Dataset entries:
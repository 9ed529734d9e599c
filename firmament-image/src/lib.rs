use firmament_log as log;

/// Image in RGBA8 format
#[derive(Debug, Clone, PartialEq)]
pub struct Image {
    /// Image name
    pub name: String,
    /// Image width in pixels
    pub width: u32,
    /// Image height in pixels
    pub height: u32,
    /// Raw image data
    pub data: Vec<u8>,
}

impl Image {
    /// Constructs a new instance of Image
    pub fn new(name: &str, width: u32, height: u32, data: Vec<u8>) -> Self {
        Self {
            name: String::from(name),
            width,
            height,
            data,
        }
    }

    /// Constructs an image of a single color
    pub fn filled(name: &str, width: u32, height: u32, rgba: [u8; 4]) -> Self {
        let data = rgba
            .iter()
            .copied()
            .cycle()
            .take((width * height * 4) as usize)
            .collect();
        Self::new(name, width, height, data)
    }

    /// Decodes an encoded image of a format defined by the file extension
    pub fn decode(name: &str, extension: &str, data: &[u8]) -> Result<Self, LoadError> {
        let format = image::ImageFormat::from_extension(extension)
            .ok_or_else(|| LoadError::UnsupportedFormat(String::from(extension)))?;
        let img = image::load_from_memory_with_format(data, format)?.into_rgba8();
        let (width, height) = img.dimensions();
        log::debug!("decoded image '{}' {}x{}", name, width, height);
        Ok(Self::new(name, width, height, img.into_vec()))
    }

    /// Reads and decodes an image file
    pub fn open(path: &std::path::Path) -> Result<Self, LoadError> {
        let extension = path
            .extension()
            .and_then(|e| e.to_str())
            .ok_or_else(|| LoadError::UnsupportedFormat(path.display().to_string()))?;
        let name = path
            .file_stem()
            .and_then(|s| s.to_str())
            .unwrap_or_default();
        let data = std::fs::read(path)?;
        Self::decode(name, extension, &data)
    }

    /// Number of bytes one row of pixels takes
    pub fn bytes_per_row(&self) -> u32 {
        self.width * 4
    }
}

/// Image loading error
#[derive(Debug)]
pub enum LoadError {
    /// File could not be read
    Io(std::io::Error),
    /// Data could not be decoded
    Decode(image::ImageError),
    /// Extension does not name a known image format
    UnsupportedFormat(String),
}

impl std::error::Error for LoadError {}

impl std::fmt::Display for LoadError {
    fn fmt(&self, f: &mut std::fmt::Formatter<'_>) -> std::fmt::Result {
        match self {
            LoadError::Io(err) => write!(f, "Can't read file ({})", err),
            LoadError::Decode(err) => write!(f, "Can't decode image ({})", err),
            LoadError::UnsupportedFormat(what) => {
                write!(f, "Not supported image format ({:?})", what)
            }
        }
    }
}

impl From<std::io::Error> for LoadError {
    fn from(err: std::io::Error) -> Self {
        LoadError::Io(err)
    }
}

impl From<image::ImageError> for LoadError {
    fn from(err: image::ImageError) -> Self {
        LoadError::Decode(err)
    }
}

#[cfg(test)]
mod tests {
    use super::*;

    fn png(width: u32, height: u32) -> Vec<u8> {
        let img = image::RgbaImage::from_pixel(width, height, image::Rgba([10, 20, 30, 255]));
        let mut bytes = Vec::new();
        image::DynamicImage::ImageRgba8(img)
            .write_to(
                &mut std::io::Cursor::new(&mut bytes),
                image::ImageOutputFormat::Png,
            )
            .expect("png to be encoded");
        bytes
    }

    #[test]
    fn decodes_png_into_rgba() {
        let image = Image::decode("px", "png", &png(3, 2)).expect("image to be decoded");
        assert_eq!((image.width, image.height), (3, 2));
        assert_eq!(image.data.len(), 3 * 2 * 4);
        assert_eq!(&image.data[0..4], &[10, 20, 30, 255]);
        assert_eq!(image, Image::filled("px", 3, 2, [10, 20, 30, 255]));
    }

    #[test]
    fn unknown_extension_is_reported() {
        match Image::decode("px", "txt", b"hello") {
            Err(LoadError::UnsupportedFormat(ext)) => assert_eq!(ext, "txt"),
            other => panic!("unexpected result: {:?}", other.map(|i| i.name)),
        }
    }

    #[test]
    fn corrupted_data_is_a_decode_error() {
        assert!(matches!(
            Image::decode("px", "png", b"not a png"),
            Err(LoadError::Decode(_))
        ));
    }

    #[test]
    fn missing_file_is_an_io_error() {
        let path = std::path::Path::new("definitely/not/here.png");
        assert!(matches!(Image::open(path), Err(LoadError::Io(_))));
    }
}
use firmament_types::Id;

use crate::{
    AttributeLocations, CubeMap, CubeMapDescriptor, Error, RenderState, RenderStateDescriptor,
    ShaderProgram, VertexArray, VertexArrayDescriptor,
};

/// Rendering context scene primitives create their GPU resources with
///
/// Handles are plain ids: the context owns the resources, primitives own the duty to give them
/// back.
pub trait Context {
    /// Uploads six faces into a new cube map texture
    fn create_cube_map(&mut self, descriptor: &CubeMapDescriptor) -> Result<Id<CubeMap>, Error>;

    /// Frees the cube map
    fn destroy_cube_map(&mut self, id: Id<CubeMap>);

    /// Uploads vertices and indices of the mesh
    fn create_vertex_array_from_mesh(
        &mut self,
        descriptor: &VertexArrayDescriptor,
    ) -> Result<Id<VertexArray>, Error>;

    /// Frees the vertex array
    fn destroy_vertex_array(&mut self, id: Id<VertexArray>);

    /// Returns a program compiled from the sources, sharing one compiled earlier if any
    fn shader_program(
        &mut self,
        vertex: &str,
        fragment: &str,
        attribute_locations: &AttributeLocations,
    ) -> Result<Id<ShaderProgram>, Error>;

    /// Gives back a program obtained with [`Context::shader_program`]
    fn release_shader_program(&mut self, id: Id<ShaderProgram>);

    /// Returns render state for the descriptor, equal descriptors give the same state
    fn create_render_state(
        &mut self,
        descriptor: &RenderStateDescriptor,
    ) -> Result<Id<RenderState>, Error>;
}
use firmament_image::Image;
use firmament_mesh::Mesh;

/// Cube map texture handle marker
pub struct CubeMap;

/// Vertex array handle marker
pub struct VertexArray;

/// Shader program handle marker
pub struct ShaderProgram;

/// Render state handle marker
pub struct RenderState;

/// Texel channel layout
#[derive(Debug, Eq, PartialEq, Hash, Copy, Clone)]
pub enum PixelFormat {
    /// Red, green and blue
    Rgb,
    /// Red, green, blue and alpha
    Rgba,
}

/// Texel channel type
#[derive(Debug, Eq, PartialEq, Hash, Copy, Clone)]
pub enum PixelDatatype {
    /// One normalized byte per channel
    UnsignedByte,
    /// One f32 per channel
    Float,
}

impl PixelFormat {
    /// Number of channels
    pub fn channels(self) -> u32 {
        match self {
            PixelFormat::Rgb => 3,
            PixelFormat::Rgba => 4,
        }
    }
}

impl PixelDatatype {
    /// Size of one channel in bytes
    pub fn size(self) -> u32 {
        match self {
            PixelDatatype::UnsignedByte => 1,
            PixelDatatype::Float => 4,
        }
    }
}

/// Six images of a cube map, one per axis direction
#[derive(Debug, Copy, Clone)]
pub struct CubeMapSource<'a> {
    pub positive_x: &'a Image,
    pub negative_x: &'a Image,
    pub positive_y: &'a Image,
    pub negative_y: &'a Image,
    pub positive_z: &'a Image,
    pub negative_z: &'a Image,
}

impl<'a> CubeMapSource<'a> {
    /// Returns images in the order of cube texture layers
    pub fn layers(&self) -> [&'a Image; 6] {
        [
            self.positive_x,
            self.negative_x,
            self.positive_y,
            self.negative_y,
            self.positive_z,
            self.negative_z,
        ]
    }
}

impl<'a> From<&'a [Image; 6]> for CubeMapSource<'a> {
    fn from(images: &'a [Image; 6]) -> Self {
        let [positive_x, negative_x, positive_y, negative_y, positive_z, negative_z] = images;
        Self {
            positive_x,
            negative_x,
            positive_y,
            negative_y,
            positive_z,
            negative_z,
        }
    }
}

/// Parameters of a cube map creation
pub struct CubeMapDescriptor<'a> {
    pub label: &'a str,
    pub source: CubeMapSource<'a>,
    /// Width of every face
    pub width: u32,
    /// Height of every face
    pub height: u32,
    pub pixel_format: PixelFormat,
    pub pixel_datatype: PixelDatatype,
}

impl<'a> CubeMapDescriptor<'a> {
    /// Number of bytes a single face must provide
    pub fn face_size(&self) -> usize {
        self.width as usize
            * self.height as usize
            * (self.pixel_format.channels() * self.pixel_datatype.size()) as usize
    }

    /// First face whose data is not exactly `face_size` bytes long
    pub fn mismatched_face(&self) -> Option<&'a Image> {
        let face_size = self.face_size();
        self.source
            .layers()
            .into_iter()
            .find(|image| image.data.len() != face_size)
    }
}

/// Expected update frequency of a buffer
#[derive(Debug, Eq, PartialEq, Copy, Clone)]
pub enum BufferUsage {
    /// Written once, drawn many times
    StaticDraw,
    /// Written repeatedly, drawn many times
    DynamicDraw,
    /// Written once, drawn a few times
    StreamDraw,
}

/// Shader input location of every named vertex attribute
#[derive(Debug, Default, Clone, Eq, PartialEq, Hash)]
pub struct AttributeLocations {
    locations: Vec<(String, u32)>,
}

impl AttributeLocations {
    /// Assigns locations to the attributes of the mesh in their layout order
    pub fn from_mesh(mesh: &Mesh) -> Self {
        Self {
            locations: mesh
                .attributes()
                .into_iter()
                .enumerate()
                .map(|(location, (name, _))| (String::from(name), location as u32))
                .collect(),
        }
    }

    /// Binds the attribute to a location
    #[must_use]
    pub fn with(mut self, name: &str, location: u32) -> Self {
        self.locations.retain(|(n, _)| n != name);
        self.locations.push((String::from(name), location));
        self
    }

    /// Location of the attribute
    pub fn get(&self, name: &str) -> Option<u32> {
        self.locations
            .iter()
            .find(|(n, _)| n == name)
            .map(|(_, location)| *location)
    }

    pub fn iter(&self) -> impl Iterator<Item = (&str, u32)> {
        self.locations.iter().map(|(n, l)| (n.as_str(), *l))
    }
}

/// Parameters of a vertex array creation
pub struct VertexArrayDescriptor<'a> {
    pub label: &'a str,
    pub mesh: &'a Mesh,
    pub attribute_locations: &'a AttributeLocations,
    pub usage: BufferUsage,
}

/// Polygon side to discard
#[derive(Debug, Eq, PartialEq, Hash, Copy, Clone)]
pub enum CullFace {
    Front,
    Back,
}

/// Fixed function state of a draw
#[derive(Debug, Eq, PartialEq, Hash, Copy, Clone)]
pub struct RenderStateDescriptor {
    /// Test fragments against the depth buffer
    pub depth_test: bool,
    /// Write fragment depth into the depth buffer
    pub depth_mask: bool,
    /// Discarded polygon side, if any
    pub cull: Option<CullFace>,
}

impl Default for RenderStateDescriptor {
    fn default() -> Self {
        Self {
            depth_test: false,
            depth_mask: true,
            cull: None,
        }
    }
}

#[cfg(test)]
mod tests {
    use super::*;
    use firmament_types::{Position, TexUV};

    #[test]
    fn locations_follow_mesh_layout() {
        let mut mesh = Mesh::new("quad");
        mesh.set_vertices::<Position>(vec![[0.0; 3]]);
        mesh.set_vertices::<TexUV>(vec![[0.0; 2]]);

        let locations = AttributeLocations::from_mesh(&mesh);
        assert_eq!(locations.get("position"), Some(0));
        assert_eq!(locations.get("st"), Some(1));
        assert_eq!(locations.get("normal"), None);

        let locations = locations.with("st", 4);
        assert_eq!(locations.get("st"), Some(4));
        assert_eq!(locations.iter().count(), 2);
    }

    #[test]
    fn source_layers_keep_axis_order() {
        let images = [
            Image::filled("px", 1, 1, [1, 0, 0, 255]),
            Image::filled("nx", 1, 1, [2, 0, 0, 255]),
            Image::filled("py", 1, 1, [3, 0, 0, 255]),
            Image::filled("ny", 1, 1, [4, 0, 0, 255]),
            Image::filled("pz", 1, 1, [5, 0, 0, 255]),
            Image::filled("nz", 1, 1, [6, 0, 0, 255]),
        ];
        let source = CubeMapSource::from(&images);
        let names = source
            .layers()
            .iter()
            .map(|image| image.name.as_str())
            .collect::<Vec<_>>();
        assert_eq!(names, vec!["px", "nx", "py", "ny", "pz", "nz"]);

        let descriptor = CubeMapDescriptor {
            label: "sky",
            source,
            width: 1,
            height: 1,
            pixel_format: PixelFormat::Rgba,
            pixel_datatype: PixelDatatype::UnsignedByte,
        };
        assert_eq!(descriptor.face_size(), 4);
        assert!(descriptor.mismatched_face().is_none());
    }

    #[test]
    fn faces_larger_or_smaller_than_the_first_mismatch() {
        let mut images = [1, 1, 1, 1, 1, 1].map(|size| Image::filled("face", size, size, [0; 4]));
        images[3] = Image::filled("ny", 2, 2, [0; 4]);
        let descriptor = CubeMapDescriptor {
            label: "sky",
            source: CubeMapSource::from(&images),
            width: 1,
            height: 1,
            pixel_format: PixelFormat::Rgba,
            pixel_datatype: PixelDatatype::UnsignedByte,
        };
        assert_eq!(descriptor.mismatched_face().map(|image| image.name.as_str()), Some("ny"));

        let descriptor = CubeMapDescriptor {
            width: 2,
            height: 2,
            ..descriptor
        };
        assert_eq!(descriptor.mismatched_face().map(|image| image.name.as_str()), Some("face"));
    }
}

• [Exercise prompt] Search the records line by line for the word "filled" and copy every line where it appears.

• [Written answer]
    pub fn filled(name: &str, width: u32, height: u32, rgba: [u8; 4]) -> Self {
        assert_eq!(image, Image::filled("px", 3, 2, [10, 20, 30, 255]));
            Image::filled("px", 1, 1, [1, 0, 0, 255]),
            Image::filled("nx", 1, 1, [2, 0, 0, 255]),
            Image::filled("py", 1, 1, [3, 0, 0, 255]),
            Image::filled("ny", 1, 1, [4, 0, 0, 255]),
            Image::filled("pz", 1, 1, [5, 0, 0, 255]),
            Image::filled("nz", 1, 1, [6, 0, 0, 255]),
        let mut images = [1, 1, 1, 1, 1, 1].map(|size| Image::filled("face", size, size, [0; 4]));
        images[3] = Image::filled("ny", 2, 2, [0; 4]);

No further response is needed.